_What you should do_
Go line by line through the records and tally those that include "wanted". Respond with the tally only.
===== Entries provided
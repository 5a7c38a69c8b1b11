use std::collections::BTreeSet;
use std::fmt;
use std::str::FromStr;

use serde::{Deserialize, Deserializer};

/// Pipeline stages a submission can be tagged with.
#[derive(Debug, Clone, Copy, PartialEq, Eq, PartialOrd, Ord, Hash)]
pub enum SubmissionStatus {
    InitialDiscussion,
    Interview,
    Submitted,
    Selected,
}

impl SubmissionStatus {
    pub const ALL: [SubmissionStatus; 4] = [
        SubmissionStatus::InitialDiscussion,
        SubmissionStatus::Interview,
        SubmissionStatus::Submitted,
        SubmissionStatus::Selected,
    ];

    pub fn label(self) -> &'static str {
        match self {
            SubmissionStatus::InitialDiscussion => "Initial discussion",
            SubmissionStatus::Interview => "Interview",
            SubmissionStatus::Submitted => "Submitted",
            SubmissionStatus::Selected => "Selected",
        }
    }

    pub fn from_label(raw: &str) -> Option<Self> {
        let wanted = raw.trim();
        Self::ALL
            .into_iter()
            .find(|status| status.label().eq_ignore_ascii_case(wanted))
    }
}

impl fmt::Display for SubmissionStatus {
    fn fmt(&self, f: &mut fmt::Formatter<'_>) -> fmt::Result {
        f.write_str(self.label())
    }
}

#[derive(Debug, Clone, PartialEq, Eq, thiserror::Error)]
#[error("unknown submission status '{label}'")]
pub struct StatusParseError {
    pub label: String,
}

/// The multi-valued `Status` cell.
///
/// Persisted as a bracketed list of quoted labels (`['Interview', 'Submitted']`, `[]` when
/// empty). Parsing also accepts a bare `;` or `,` separated list.
#[derive(Debug, Clone, Default, PartialEq, Eq)]
pub struct StatusSet(BTreeSet<SubmissionStatus>);

impl StatusSet {
    pub fn new() -> Self {
        Self::default()
    }

    pub fn insert(&mut self, status: SubmissionStatus) -> bool {
        self.0.insert(status)
    }

    pub fn contains(&self, status: SubmissionStatus) -> bool {
        self.0.contains(&status)
    }

    pub fn is_empty(&self) -> bool {
        self.0.is_empty()
    }

    pub fn len(&self) -> usize {
        self.0.len()
    }

    pub fn iter(&self) -> impl Iterator<Item = SubmissionStatus> + '_ {
        self.0.iter().copied()
    }

    /// Human readable form for tables: `Interview, Submitted`.
    pub fn labels(&self) -> String {
        self.iter()
            .map(SubmissionStatus::label)
            .collect::<Vec<_>>()
            .join(", ")
    }
}

impl FromIterator<SubmissionStatus> for StatusSet {
    fn from_iter<I: IntoIterator<Item = SubmissionStatus>>(iter: I) -> Self {
        Self(iter.into_iter().collect())
    }
}

impl fmt::Display for StatusSet {
    fn fmt(&self, f: &mut fmt::Formatter<'_>) -> fmt::Result {
        f.write_str("[")?;
        for (index, status) in self.iter().enumerate() {
            if index > 0 {
                f.write_str(", ")?;
            }
            write!(f, "'{}'", status.label())?;
        }
        f.write_str("]")
    }
}

impl FromStr for StatusSet {
    type Err = StatusParseError;

    fn from_str(raw: &str) -> Result<Self, Self::Err> {
        let trimmed = raw.trim();
        let inner = trimmed
            .strip_prefix('[')
            .and_then(|rest| rest.strip_suffix(']'))
            .unwrap_or(trimmed);

        inner
            .split([',', ';'])
            .map(|part| part.trim().trim_matches(|c| c == '\'' || c == '"').trim())
            .filter(|part| !part.is_empty())
            .map(|part| {
                SubmissionStatus::from_label(part).ok_or_else(|| StatusParseError {
                    label: part.to_string(),
                })
            })
            .collect()
    }
}

impl<'de> Deserialize<'de> for StatusSet {
    fn deserialize<D>(deserializer: D) -> Result<Self, D::Error>
    where
        D: Deserializer<'de>,
    {
        let raw = String::deserialize(deserializer)?;
        raw.parse().map_err(serde::de::Error::custom)
    }
}

#[cfg(test)]
mod tests {
    use super::*;

    #[test]
    fn parses_bracketed_list_encoding() {
        let set: StatusSet = "['Submitted', 'Initial discussion']".parse().expect("parses");
        assert_eq!(set.len(), 2);
        assert!(set.contains(SubmissionStatus::InitialDiscussion));
        assert!(set.contains(SubmissionStatus::Submitted));
        assert_eq!(set.to_string(), "['Initial discussion', 'Submitted']");
    }

    #[test]
    fn parses_plain_lists_and_blank_cells() {
        let set: StatusSet = "interview; selected".parse().expect("parses");
        assert_eq!(set.labels(), "Interview, Selected");

        assert!("".parse::<StatusSet>().expect("blank").is_empty());
        assert!("[]".parse::<StatusSet>().expect("empty list").is_empty());
        assert_eq!(StatusSet::new().to_string(), "[]");
    }

    #[test]
    fn rejects_unknown_labels() {
        let err = "['Hired']".parse::<StatusSet>().expect_err("unknown label");
        assert_eq!(err.label, "Hired");
    }
}
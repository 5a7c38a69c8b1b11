use ats_dashboard::pages::{EntityPage, ReferencePage};
use ats_dashboard::records::EditableRecord;
use ats_dashboard::storage::StorageAccessor;
use metrics_exporter_prometheus::PrometheusHandle;
use std::sync::atomic::AtomicBool;
use std::sync::Arc;

#[derive(Clone)]
pub(crate) struct AppState {
    pub(crate) readiness: Arc<AtomicBool>,
    pub(crate) metrics: Arc<PrometheusHandle>,
    pub(crate) storage: Arc<StorageAccessor>,
}

impl AppState {
    pub(crate) fn page<R: EditableRecord>(&self) -> EntityPage<R> {
        EntityPage::new(self.storage.clone())
    }

    pub(crate) fn job_requirements(&self) -> ReferencePage {
        ReferencePage::job_requirements(self.storage.clone())
    }
}

#[cfg(test)]
pub(crate) fn test_state(storage: StorageAccessor) -> AppState {
    use metrics_exporter_prometheus::PrometheusBuilder;

    AppState {
        readiness: Arc::new(AtomicBool::new(true)),
        metrics: Arc::new(PrometheusBuilder::new().build_recorder().handle()),
        storage: Arc::new(storage),
    }
}
use std::path::PathBuf;
use std::sync::Arc;

use object_store::aws::{AmazonS3Builder, S3ConditionalPut};
use object_store::local::LocalFileSystem;
use object_store::memory::InMemory;
use object_store::prefix::PrefixStore;
use object_store::ObjectStore;
use url::Url;

use super::StorageError;

/// Build the object store behind a storage root.
///
/// Accepted roots:
/// - `s3://bucket/prefix`, with credentials and region taken from the usual `AWS_*` variables;
/// - `memory://`, a process-local store;
/// - `file:///absolute/dir` or a plain directory path, created when missing.
pub fn build_object_store(root: &str) -> Result<Arc<dyn ObjectStore>, StorageError> {
    let trimmed = root.trim();
    if trimmed.is_empty() {
        return Err(StorageError::Location(
            "storage root must not be empty".to_string(),
        ));
    }

    match Url::parse(trimmed) {
        Ok(url) if url.scheme() == "s3" => build_s3(&url),
        Ok(url) if url.scheme() == "memory" => Ok(Arc::new(InMemory::new())),
        Ok(url) if url.scheme() == "file" => {
            let path = url.to_file_path().map_err(|_| {
                StorageError::Location(format!("'{trimmed}' is not a usable file URL"))
            })?;
            build_local(path)
        }
        // Single letter schemes are Windows drive letters, not URLs.
        Ok(url) if url.scheme().len() > 1 => Err(StorageError::Location(format!(
            "unsupported storage scheme '{}'",
            url.scheme()
        ))),
        _ => build_local(PathBuf::from(trimmed)),
    }
}

fn build_s3(url: &Url) -> Result<Arc<dyn ObjectStore>, StorageError> {
    let bucket = url
        .host_str()
        .filter(|bucket| !bucket.is_empty())
        .ok_or_else(|| StorageError::Location(format!("'{url}' names no bucket")))?;

    let s3 = AmazonS3Builder::from_env()
        .with_bucket_name(bucket)
        .with_conditional_put(S3ConditionalPut::ETagMatch)
        .build()
        .map_err(|err| StorageError::Location(format!("S3: {err}")))?;

    let prefix = url.path().trim_matches('/');
    if prefix.is_empty() {
        Ok(Arc::new(s3))
    } else {
        Ok(Arc::new(PrefixStore::new(s3, prefix)))
    }
}

fn build_local(path: PathBuf) -> Result<Arc<dyn ObjectStore>, StorageError> {
    if !path.exists() {
        std::fs::create_dir_all(&path).map_err(|err| {
            StorageError::Location(format!(
                "failed to create storage directory '{}': {err}",
                path.display()
            ))
        })?;
    }

    let absolute = path.canonicalize().map_err(|err| {
        StorageError::Location(format!(
            "failed to resolve storage directory '{}': {err}",
            path.display()
        ))
    })?;

    LocalFileSystem::new_with_prefix(absolute)
        .map(|fs| Arc::new(fs) as Arc<dyn ObjectStore>)
        .map_err(|err| StorageError::Location(format!("LocalFileSystem: {err}")))
}

#[cfg(test)]
mod tests {
    use super::*;
    use object_store::path::Path as ObjectPath;
    use object_store::PutPayload;

    #[test]
    fn rejects_blank_and_unknown_roots() {
        assert!(matches!(
            build_object_store("  "),
            Err(StorageError::Location(_))
        ));
        assert!(matches!(
            build_object_store("ftp://example.com/data"),
            Err(StorageError::Location(message)) if message.contains("ftp")
        ));
    }

    #[tokio::test]
    async fn memory_roots_are_usable() {
        let store = build_object_store("memory://").expect("memory store");
        let location = ObjectPath::from("probe.csv");
        store
            .put(&location, PutPayload::from_static(b"a\n"))
            .await
            .expect("put");
        let bytes = store
            .get(&location)
            .await
            .expect("get")
            .bytes()
            .await
            .expect("bytes");
        assert_eq!(&bytes[..], b"a\n");
    }

    #[test]
    fn local_roots_create_their_directory() {
        let dir = std::env::temp_dir().join(format!("ats-dashboard-root-{}", std::process::id()));
        let _ = std::fs::remove_dir_all(&dir);

        build_object_store(dir.to_str().expect("utf8 temp path")).expect("local store");
        assert!(dir.is_dir());

        let _ = std::fs::remove_dir_all(&dir);
    }
}
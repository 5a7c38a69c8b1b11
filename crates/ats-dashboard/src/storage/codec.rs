use crate::records::{Record, RecordId};
use crate::table::{ColumnLayout, ReferenceTable, Table};

/// Problems with the shape or content of a stored CSV object.
#[derive(Debug, thiserror::Error)]
pub enum SchemaError {
    #[error("unknown column '{column}'")]
    UnknownColumn { column: String },
    #[error("missing column '{column}'")]
    MissingColumn { column: String },
    #[error("column '{column}' appears more than once")]
    DuplicateColumn { column: String },
    #[error("identifier {id} appears more than once")]
    DuplicateId { id: RecordId },
    #[error("invalid row at line {line}: {source}")]
    Row {
        line: u64,
        #[source]
        source: csv::Error,
    },
    #[error("invalid CSV data: {0}")]
    Csv(#[from] csv::Error),
    #[error("unable to encode CSV: {0}")]
    Encode(String),
}

fn reader(bytes: &[u8]) -> csv::Reader<&[u8]> {
    csv::ReaderBuilder::new()
        .trim(csv::Trim::Headers)
        .from_reader(bytes)
}

/// Decode a typed table, validating the header against the record's declared columns.
///
/// A zero-length object decodes to an empty table in declared column order.
pub fn decode_table<R: Record>(bytes: &[u8]) -> Result<Table<R>, SchemaError> {
    if bytes.iter().all(u8::is_ascii_whitespace) {
        return Ok(Table::empty());
    }

    let mut csv_reader = reader(bytes);
    let headers = csv_reader.headers()?.clone();
    let layout = ColumnLayout::<R>::from_headers(headers.iter())?;

    let mut rows = Vec::new();
    for record in csv_reader.records() {
        let record = record?;
        let line = record.position().map(|pos| pos.line()).unwrap_or_default();
        let row: R = record
            .deserialize(Some(&headers))
            .map_err(|source| SchemaError::Row { line, source })?;
        rows.push(row);
    }

    Table::from_rows(layout, rows)
}

/// Encode a typed table in its remembered column order. No index column is written.
pub fn encode_table<R: Record>(table: &Table<R>) -> Result<Vec<u8>, SchemaError> {
    let mut writer = csv::Writer::from_writer(Vec::new());
    writer.write_record(table.columns())?;

    let layout = table.layout();
    for row in table.rows() {
        writer.write_record(layout.arrange(&row.cells()))?;
    }

    writer
        .into_inner()
        .map_err(|err| SchemaError::Encode(err.to_string()))
}

/// Decode an untyped table, keeping every column as text.
pub fn decode_reference(bytes: &[u8]) -> Result<ReferenceTable, SchemaError> {
    if bytes.iter().all(u8::is_ascii_whitespace) {
        return Ok(ReferenceTable::default());
    }

    let mut csv_reader = reader(bytes);
    let headers = csv_reader
        .headers()?
        .iter()
        .map(str::to_string)
        .collect::<Vec<_>>();

    let mut rows = Vec::new();
    for record in csv_reader.records() {
        let record = record?;
        rows.push(record.iter().map(str::to_string).collect());
    }

    Ok(ReferenceTable { headers, rows })
}
//! Storage accessor: whole-object CSV reads and writes against any `object_store` backend.

mod codec;
mod location;

use std::fmt;
use std::sync::Arc;

use bytes::Bytes;
use object_store::memory::InMemory;
use object_store::path::Path as ObjectPath;
use object_store::{
    Error as ObjectStoreError, ObjectStore, PutMode, PutPayload, PutResult, UpdateVersion,
};
use tracing::{debug, warn};

use crate::config::StorageConfig;
use crate::records::Record;
use crate::table::{ReferenceTable, Table};

pub use codec::{decode_reference, decode_table, encode_table, SchemaError};
pub use location::build_object_store;

/// Version of a stored object observed when it was read.
#[derive(Debug, Clone, PartialEq, Eq)]
pub enum StorageVersion {
    /// The object did not exist.
    Absent,
    Existing {
        e_tag: Option<String>,
        version: Option<String>,
    },
}

impl StorageVersion {
    fn from_put(result: PutResult) -> Self {
        Self::Existing {
            e_tag: result.e_tag,
            version: result.version,
        }
    }

    /// Opaque text form carried through HTML forms.
    pub fn token(&self) -> String {
        match self {
            StorageVersion::Absent => "absent".to_string(),
            StorageVersion::Existing { e_tag, version } => format!(
                "etag:{}|version:{}",
                e_tag.as_deref().unwrap_or_default(),
                version.as_deref().unwrap_or_default()
            ),
        }
    }

    pub fn is_absent(&self) -> bool {
        matches!(self, StorageVersion::Absent)
    }
}

/// A loaded table together with the storage version it was read at.
#[derive(Debug, Clone)]
pub struct TableSnapshot<T> {
    pub table: T,
    pub version: StorageVersion,
}

impl<T> TableSnapshot<T> {
    /// The resource was absent and the table is an empty stand-in.
    pub fn is_missing(&self) -> bool {
        self.version.is_absent()
    }
}

#[derive(Debug, thiserror::Error)]
pub enum StorageError {
    #[error("{resource} has an unexpected layout: {source}")]
    Schema {
        resource: String,
        #[source]
        source: SchemaError,
    },
    #[error("{resource} changed since it was loaded; reload and retry")]
    Conflict { resource: String },
    #[error("storage backend failed for {resource}: {source}")]
    Backend {
        resource: String,
        #[source]
        source: ObjectStoreError,
    },
    #[error("invalid storage location: {0}")]
    Location(String),
}

impl StorageError {
    fn backend(resource: &str, source: ObjectStoreError) -> Self {
        Self::Backend {
            resource: resource.to_string(),
            source,
        }
    }

    fn schema(resource: &str, source: SchemaError) -> Self {
        Self::Schema {
            resource: resource.to_string(),
            source,
        }
    }
}

/// Reads and writes named tables under one storage root.
#[derive(Clone)]
pub struct StorageAccessor {
    store: Arc<dyn ObjectStore>,
    conflict_check: bool,
}

impl fmt::Debug for StorageAccessor {
    fn fmt(&self, f: &mut fmt::Formatter<'_>) -> fmt::Result {
        f.debug_struct("StorageAccessor")
            .field("store", &self.store.to_string())
            .field("conflict_check", &self.conflict_check)
            .finish()
    }
}

impl StorageAccessor {
    pub fn new(store: Arc<dyn ObjectStore>) -> Self {
        Self {
            store,
            conflict_check: true,
        }
    }

    /// Process-local storage, used by tests and `memory://` roots.
    pub fn in_memory() -> Self {
        Self::new(Arc::new(InMemory::new()))
    }

    pub fn from_config(config: &StorageConfig) -> Result<Self, StorageError> {
        let store = build_object_store(&config.url)?;
        Ok(Self::new(store).with_conflict_check(config.conflict_check))
    }

    /// Disable to fall back to plain last-writer-wins overwrites.
    pub fn with_conflict_check(mut self, enabled: bool) -> Self {
        self.conflict_check = enabled;
        self
    }

    pub fn conflict_check(&self) -> bool {
        self.conflict_check
    }

    /// Load a typed table; a missing object yields an empty table with the declared columns.
    pub async fn load<R: Record>(&self) -> Result<TableSnapshot<Table<R>>, StorageError> {
        match self.fetch(R::RESOURCE).await? {
            Some((bytes, version)) => {
                let table =
                    decode_table::<R>(&bytes).map_err(|err| StorageError::schema(R::RESOURCE, err))?;
                debug!(resource = R::RESOURCE, rows = table.len(), "table loaded");
                Ok(TableSnapshot { table, version })
            }
            None => Ok(TableSnapshot {
                table: Table::empty(),
                version: StorageVersion::Absent,
            }),
        }
    }

    /// Load an untyped, read-only table.
    pub async fn load_reference(
        &self,
        resource: &str,
    ) -> Result<TableSnapshot<ReferenceTable>, StorageError> {
        match self.fetch(resource).await? {
            Some((bytes, version)) => {
                let table =
                    decode_reference(&bytes).map_err(|err| StorageError::schema(resource, err))?;
                Ok(TableSnapshot { table, version })
            }
            None => Ok(TableSnapshot {
                table: ReferenceTable::default(),
                version: StorageVersion::Absent,
            }),
        }
    }

    /// Overwrite the whole object, provided it is still at `expected`.
    ///
    /// Returns the version of the newly written object.
    pub async fn save<R: Record>(
        &self,
        table: &Table<R>,
        expected: &StorageVersion,
    ) -> Result<StorageVersion, StorageError> {
        let bytes = encode_table(table).map_err(|err| StorageError::schema(R::RESOURCE, err))?;
        self.write(R::RESOURCE, Bytes::from(bytes), expected).await
    }

    async fn fetch(&self, resource: &str) -> Result<Option<(Bytes, StorageVersion)>, StorageError> {
        let location = ObjectPath::from(resource);
        let result = match self.store.get(&location).await {
            Ok(result) => result,
            Err(ObjectStoreError::NotFound { .. }) => {
                warn!(resource, "resource not found; starting with an empty dataset");
                return Ok(None);
            }
            Err(err) => return Err(StorageError::backend(resource, err)),
        };

        let version = StorageVersion::Existing {
            e_tag: result.meta.e_tag.clone(),
            version: result.meta.version.clone(),
        };
        let bytes = result
            .bytes()
            .await
            .map_err(|err| StorageError::backend(resource, err))?;

        Ok(Some((bytes, version)))
    }

    async fn write(
        &self,
        resource: &str,
        bytes: Bytes,
        expected: &StorageVersion,
    ) -> Result<StorageVersion, StorageError> {
        let location = ObjectPath::from(resource);
        let payload = PutPayload::from(bytes);

        if !self.conflict_check {
            let result = self
                .store
                .put(&location, payload)
                .await
                .map_err(|err| StorageError::backend(resource, err))?;
            return Ok(StorageVersion::from_put(result));
        }

        let mode = match expected {
            StorageVersion::Absent => PutMode::Create,
            StorageVersion::Existing { e_tag, version } => PutMode::Update(UpdateVersion {
                e_tag: e_tag.clone(),
                version: version.clone(),
            }),
        };

        match self
            .store
            .put_opts(&location, payload.clone(), mode.into())
            .await
        {
            Ok(result) => Ok(StorageVersion::from_put(result)),
            Err(ObjectStoreError::Precondition { .. } | ObjectStoreError::AlreadyExists { .. }) => {
                warn!(resource, "conditional write rejected; table changed since load");
                Err(StorageError::Conflict {
                    resource: resource.to_string(),
                })
            }
            Err(ObjectStoreError::NotImplemented) => {
                // Backend has no conditional writes: compare the current head, then overwrite.
                self.ensure_unchanged(resource, &location, expected).await?;
                let result = self
                    .store
                    .put(&location, payload)
                    .await
                    .map_err(|err| StorageError::backend(resource, err))?;
                Ok(StorageVersion::from_put(result))
            }
            Err(err) => Err(StorageError::backend(resource, err)),
        }
    }

    async fn ensure_unchanged(
        &self,
        resource: &str,
        location: &ObjectPath,
        expected: &StorageVersion,
    ) -> Result<(), StorageError> {
        let current = match self.store.head(location).await {
            Ok(meta) => StorageVersion::Existing {
                e_tag: meta.e_tag,
                version: meta.version,
            },
            Err(ObjectStoreError::NotFound { .. }) => StorageVersion::Absent,
            Err(err) => return Err(StorageError::backend(resource, err)),
        };

        if &current == expected {
            Ok(())
        } else {
            warn!(resource, "stored version moved since load");
            Err(StorageError::Conflict {
                resource: resource.to_string(),
            })
        }
    }
}
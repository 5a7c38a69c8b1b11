use std::fmt;
use std::marker::PhantomData;
use std::sync::Arc;

use tracing::{info, warn};

use super::{ActionOutcome, FormFields, PageAction, PageError};
use crate::records::{EditableRecord, Record, RecordId};
use crate::storage::{StorageAccessor, StorageError, StorageVersion, TableSnapshot};
use crate::table::Table;

/// What the browser asked to see.
#[derive(Debug, Clone, Default, PartialEq, Eq)]
pub struct PageQuery {
    pub search: String,
    pub action: PageAction,
    pub selected: Option<RecordId>,
}

/// Everything needed to render one entity page.
#[derive(Debug, Clone)]
pub struct PageView<R> {
    pub search: String,
    pub action: PageAction,
    /// Persisted column order.
    pub columns: Vec<&'static str>,
    /// Rows matching the search term; the only rows the selectors offer.
    pub results: Vec<R>,
    pub total_rows: usize,
    pub version: StorageVersion,
    /// The resource was absent and the table is an empty stand-in.
    pub missing: bool,
    /// Row chosen in the edit selector, when it is among the results.
    pub selected: Option<R>,
}

impl<R: Record> PageView<R> {
    pub fn selectable_ids(&self) -> Vec<RecordId> {
        self.results.iter().map(Record::id).collect()
    }

    pub fn version_token(&self) -> String {
        self.version.token()
    }

    /// Result rows as text cells, in the same order as [`PageView::columns`].
    pub fn rows_in_column_order(&self) -> Vec<Vec<String>> {
        let indices: Vec<usize> = self
            .columns
            .iter()
            .filter_map(|column| R::COLUMNS.iter().position(|declared| declared == column))
            .collect();

        self.results
            .iter()
            .map(|row| {
                let cells = row.cells();
                indices.iter().map(|&index| cells[index].clone()).collect()
            })
            .collect()
    }
}

/// One submitted action, addressed by identifier where it needs one.
pub enum PageCommand<R: EditableRecord> {
    Edit { id: RecordId, changes: R::Changes },
    Add { draft: R::Draft },
    Remove { id: RecordId },
}

impl<R: EditableRecord> fmt::Debug for PageCommand<R> {
    fn fmt(&self, f: &mut fmt::Formatter<'_>) -> fmt::Result {
        match self {
            PageCommand::Edit { id, changes } => f
                .debug_struct("Edit")
                .field("id", id)
                .field("changes", changes)
                .finish(),
            PageCommand::Add { draft } => f.debug_struct("Add").field("draft", draft).finish(),
            PageCommand::Remove { id } => f.debug_struct("Remove").field("id", id).finish(),
        }
    }
}

impl<R: EditableRecord> PageCommand<R> {
    pub fn action(&self) -> PageAction {
        match self {
            PageCommand::Edit { .. } => PageAction::Edit,
            PageCommand::Add { .. } => PageAction::Add,
            PageCommand::Remove { .. } => PageAction::Remove,
        }
    }

    pub fn from_form(action: PageAction, fields: &FormFields) -> Result<Self, PageError> {
        match action {
            PageAction::Edit => Ok(PageCommand::Edit {
                id: fields.record_id("selected")?,
                changes: R::changes_from_form(fields)?,
            }),
            PageAction::Add => Ok(PageCommand::Add {
                draft: R::draft_from_form(fields)?,
            }),
            PageAction::Remove => Ok(PageCommand::Remove {
                id: fields.record_id("selected")?,
            }),
        }
    }
}

/// A command plus the page context it was issued from.
#[derive(Debug)]
pub struct ActionRequest<R: EditableRecord> {
    /// Search term the selector was filtered by.
    pub search: String,
    /// Version token the form was rendered from, if the client sent one.
    pub version_token: Option<String>,
    pub command: PageCommand<R>,
}

impl<R: EditableRecord> ActionRequest<R> {
    pub fn new(command: PageCommand<R>) -> Self {
        Self {
            search: String::new(),
            version_token: None,
            command,
        }
    }

    pub fn from_form(action: PageAction, fields: &FormFields) -> Result<Self, PageError> {
        Ok(Self {
            search: fields.text("search"),
            version_token: fields.get("version").map(str::to_string),
            command: PageCommand::from_form(action, fields)?,
        })
    }
}

/// Controller for one editable entity.
pub struct EntityPage<R> {
    storage: Arc<StorageAccessor>,
    _record: PhantomData<fn() -> R>,
}

impl<R> Clone for EntityPage<R> {
    fn clone(&self) -> Self {
        Self {
            storage: self.storage.clone(),
            _record: PhantomData,
        }
    }
}

impl<R: EditableRecord> EntityPage<R> {
    pub fn new(storage: Arc<StorageAccessor>) -> Self {
        Self {
            storage,
            _record: PhantomData,
        }
    }

    /// Load the table and build the view for one render.
    pub async fn view(&self, query: &PageQuery) -> Result<PageView<R>, PageError> {
        let TableSnapshot { table, version } = self.storage.load::<R>().await?;
        let missing = version.is_absent();

        let results: Vec<R> = table.search(&query.search).into_iter().cloned().collect();
        let selected = match (query.action, query.selected) {
            (PageAction::Edit, Some(id)) => results.iter().find(|row| row.id() == id).cloned(),
            _ => None,
        };

        Ok(PageView {
            search: query.search.clone(),
            action: query.action,
            columns: table.columns(),
            total_rows: table.len(),
            results,
            version,
            missing,
            selected,
        })
    }

    /// Apply one action against freshly loaded data and persist the whole table.
    pub async fn submit(&self, request: ActionRequest<R>) -> Result<ActionOutcome, PageError> {
        let ActionRequest {
            search,
            version_token,
            command,
        } = request;

        let TableSnapshot { mut table, version } = self.storage.load::<R>().await?;

        if self.storage.conflict_check() {
            if let Some(token) = version_token {
                if token != version.token() {
                    warn!(entity = R::ENTITY, "form was rendered from an older table");
                    return Err(StorageError::Conflict {
                        resource: R::RESOURCE.to_string(),
                    }
                    .into());
                }
            }
        }

        let outcome = apply_command(&mut table, &search, command)?;
        self.storage.save(&table, &version).await?;

        info!(
            entity = R::ENTITY,
            action = %outcome.action,
            id = %outcome.id,
            rows = table.len(),
            "table persisted"
        );
        Ok(outcome)
    }
}

/// Apply a command to an in-memory table.
///
/// Edit and Remove only accept identifiers present in the rows matching `search`.
pub fn apply_command<R: EditableRecord>(
    table: &mut Table<R>,
    search: &str,
    command: PageCommand<R>,
) -> Result<ActionOutcome, PageError> {
    let action = command.action();
    let (id, message) = match command {
        PageCommand::Edit { id, changes } => {
            ensure_selectable(table, search, id)?;
            table.update(id, |row| row.apply_changes(changes));
            (id, R::updated_message(id))
        }
        PageCommand::Add { draft } => {
            let id = table
                .insert_with(|id| R::from_draft(id, draft))
                .ok_or(PageError::IdentifiersExhausted)?;
            (id, R::added_message(id))
        }
        PageCommand::Remove { id } => {
            ensure_selectable(table, search, id)?;
            table.remove(id);
            (id, R::removed_message(id))
        }
    };

    Ok(ActionOutcome {
        action,
        id,
        message,
        reload_requested: true,
    })
}

fn ensure_selectable<R: Record>(
    table: &Table<R>,
    search: &str,
    id: RecordId,
) -> Result<(), PageError> {
    if table.search(search).iter().any(|row| row.id() == id) {
        Ok(())
    } else {
        Err(PageError::NotSelectable { id })
    }
}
==========
_Answer to this exercise_
2